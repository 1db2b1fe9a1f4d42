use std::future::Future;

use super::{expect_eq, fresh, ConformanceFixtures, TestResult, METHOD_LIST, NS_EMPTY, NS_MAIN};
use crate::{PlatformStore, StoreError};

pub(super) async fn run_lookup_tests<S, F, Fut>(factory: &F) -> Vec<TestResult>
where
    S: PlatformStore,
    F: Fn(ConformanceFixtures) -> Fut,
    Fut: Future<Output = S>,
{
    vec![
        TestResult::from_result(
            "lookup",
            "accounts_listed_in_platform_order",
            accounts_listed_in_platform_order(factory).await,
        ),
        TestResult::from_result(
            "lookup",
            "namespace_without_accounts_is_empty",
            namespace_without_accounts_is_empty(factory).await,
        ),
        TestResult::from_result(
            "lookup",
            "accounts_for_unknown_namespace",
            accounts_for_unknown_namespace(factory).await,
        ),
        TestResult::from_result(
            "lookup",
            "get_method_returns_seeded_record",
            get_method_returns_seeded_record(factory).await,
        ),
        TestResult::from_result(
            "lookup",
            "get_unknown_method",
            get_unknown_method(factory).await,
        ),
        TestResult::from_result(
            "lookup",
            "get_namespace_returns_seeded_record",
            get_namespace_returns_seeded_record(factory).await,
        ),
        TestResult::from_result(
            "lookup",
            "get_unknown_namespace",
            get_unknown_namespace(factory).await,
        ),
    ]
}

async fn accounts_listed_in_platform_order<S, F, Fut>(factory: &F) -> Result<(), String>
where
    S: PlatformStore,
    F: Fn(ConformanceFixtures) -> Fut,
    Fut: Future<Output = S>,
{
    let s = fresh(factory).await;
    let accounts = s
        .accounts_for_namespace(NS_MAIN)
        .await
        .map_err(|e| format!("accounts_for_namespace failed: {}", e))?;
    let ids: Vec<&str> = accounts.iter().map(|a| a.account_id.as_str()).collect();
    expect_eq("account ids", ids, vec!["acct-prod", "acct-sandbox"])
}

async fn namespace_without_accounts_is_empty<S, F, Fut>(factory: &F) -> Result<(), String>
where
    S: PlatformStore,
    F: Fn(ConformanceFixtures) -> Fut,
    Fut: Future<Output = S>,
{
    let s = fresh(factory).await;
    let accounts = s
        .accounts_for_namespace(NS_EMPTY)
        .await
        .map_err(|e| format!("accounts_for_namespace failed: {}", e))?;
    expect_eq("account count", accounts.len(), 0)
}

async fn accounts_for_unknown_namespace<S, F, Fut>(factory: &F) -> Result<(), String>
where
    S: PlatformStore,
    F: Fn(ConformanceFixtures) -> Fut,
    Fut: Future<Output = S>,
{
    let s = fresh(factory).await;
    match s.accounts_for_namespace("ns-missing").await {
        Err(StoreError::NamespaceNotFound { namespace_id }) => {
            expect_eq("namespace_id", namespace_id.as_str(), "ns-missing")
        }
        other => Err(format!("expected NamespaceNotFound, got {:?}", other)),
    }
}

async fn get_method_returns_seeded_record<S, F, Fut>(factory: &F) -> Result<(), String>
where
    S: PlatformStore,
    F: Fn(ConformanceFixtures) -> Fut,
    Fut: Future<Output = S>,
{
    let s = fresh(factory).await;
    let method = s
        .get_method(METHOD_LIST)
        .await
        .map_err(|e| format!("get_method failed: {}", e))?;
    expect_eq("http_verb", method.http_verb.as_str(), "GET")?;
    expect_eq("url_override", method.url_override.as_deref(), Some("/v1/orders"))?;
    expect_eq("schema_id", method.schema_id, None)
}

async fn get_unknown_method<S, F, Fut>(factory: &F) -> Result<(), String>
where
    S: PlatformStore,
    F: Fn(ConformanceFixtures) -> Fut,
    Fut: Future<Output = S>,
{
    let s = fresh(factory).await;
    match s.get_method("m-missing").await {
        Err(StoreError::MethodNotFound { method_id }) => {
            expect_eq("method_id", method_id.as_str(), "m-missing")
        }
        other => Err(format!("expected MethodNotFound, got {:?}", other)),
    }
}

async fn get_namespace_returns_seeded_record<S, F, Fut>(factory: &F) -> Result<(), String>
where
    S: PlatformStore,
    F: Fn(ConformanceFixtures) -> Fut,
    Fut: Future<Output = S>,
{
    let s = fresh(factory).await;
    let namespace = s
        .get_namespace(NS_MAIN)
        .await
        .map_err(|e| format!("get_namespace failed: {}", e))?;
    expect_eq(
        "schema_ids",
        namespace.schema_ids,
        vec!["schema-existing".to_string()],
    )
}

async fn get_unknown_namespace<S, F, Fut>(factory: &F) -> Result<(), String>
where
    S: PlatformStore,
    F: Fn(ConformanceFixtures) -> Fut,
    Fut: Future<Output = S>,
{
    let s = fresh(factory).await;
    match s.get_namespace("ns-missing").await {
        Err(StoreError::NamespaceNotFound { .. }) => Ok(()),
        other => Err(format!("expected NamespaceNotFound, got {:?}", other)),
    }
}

**EXERCISE OBJECTIVE**: Output the records once more, exactly as they stand.

**SOLUTION BELOW**:
repository 1db2b1fe9a1f4d42
use std::future::Future;

use super::{expect_eq, fresh, ConformanceFixtures, TestResult, METHOD_LIST, NS_EMPTY, NS_MAIN};
use crate::{PlatformStore, StoreError};

pub(super) async fn run_lookup_tests<S, F, Fut>(factory: &F) -> Vec<TestResult>
where
    S: PlatformStore,
    F: Fn(ConformanceFixtures) -> Fut,
    Fut: Future<Output = S>,
{
    vec![
        TestResult::from_result(
            "lookup",
            "accounts_listed_in_platform_order",
            accounts_listed_in_platform_order(factory).await,
        ),
        TestResult::from_result(
            "lookup",
            "namespace_without_accounts_is_empty",
            namespace_without_accounts_is_empty(factory).await,
        ),
        TestResult::from_result(
            "lookup",
            "accounts_for_unknown_namespace",
            accounts_for_unknown_namespace(factory).await,
        ),
        TestResult::from_result(
            "lookup",
            "get_method_returns_seeded_record",
            get_method_returns_seeded_record(factory).await,
        ),
        TestResult::from_result(
            "lookup",
            "get_unknown_method",
            get_unknown_method(factory).await,
        ),
        TestResult::from_result(
            "lookup",
            "get_namespace_returns_seeded_record",
            get_namespace_returns_seeded_record(factory).await,
        ),
        TestResult::from_result(
            "lookup",
            "get_unknown_namespace",
            get_unknown_namespace(factory).await,
        ),
    ]
}

async fn accounts_listed_in_platform_order<S, F, Fut>(factory: &F) -> Result<(), String>
where
    S: PlatformStore,
    F: Fn(ConformanceFixtures) -> Fut,
    Fut: Future<Output = S>,
{
    let s = fresh(factory).await;
    let accounts = s
        .accounts_for_namespace(NS_MAIN)
        .await
        .map_err(|e| format!("accounts_for_namespace failed: {}", e))?;
    let ids: Vec<&str> = accounts.iter().map(|a| a.account_id.as_str()).collect();
    expect_eq("account ids", ids, vec!["acct-prod", "acct-sandbox"])
}

async fn namespace_without_accounts_is_empty<S, F, Fut>(factory: &F) -> Result<(), String>
where
    S: PlatformStore,
    F: Fn(ConformanceFixtures) -> Fut,
    Fut: Future<Output = S>,
{
    let s = fresh(factory).await;
    let accounts = s
        .accounts_for_namespace(NS_EMPTY)
        .await
        .map_err(|e| format!("accounts_for_namespace failed: {}", e))?;
    expect_eq("account count", accounts.len(), 0)
}

async fn accounts_for_unknown_namespace<S, F, Fut>(factory: &F) -> Result<(), String>
where
    S: PlatformStore,
    F: Fn(ConformanceFixtures) -> Fut,
    Fut: Future<Output = S>,
{
    let s = fresh(factory).await;
    match s.accounts_for_namespace("ns-missing").await {
        Err(StoreError::NamespaceNotFound { namespace_id }) => {
            expect_eq("namespace_id", namespace_id.as_str(), "ns-missing")
        }
        other => Err(format!("expected NamespaceNotFound, got {:?}", other)),
    }
}

async fn get_method_returns_seeded_record<S, F, Fut>(factory: &F) -> Result<(), String>
where
    S: PlatformStore,
    F: Fn(ConformanceFixtures) -> Fut,
    Fut: Future<Output = S>,
{
    let s = fresh(factory).await;
    let method = s
        .get_method(METHOD_LIST)
        .await
        .map_err(|e| format!("get_method failed: {}", e))?;
    expect_eq("http_verb", method.http_verb.as_str(), "GET")?;
    expect_eq("url_override", method.url_override.as_deref(), Some("/v1/orders"))?;
    expect_eq("schema_id", method.schema_id, None)
}

async fn get_unknown_method<S, F, Fut>(factory: &F) -> Result<(), String>
where
    S: PlatformStore,
    F: Fn(ConformanceFixtures) -> Fut,
    Fut: Future<Output = S>,
{
    let s = fresh(factory).await;
    match s.get_method("m-missing").await {
        Err(StoreError::MethodNotFound { method_id }) => {
            expect_eq("method_id", method_id.as_str(), "m-missing")
        }
        other => Err(format!("expected MethodNotFound, got {:?}", other)),
    }
}

async fn get_namespace_returns_seeded_record<S, F, Fut>(factory: &F) -> Result<(), String>
where
    S: PlatformStore,
    F: Fn(ConformanceFixtures) -> Fut,
    Fut: Future<Output = S>,
{
    let s = fresh(factory).await;
    let namespace = s
        .get_namespace(NS_MAIN)
        .await
        .map_err(|e| format!("get_namespace failed: {}", e))?;
    expect_eq(
        "schema_ids",
        namespace.schema_ids,
        vec!["schema-existing".to_string()],
    )
}

async fn get_unknown_namespace<S, F, Fut>(factory: &F) -> Result<(), String>
where
    S: PlatformStore,
    F: Fn(ConformanceFixtures) -> Fut,
    Fut: Future<Output = S>,
{
    let s = fresh(factory).await;
    match s.get_namespace("ns-missing").await {
        Err(StoreError::NamespaceNotFound { .. }) => Ok(()),
        other => Err(format!("expected NamespaceNotFound, got {:?}", other)),
    }
}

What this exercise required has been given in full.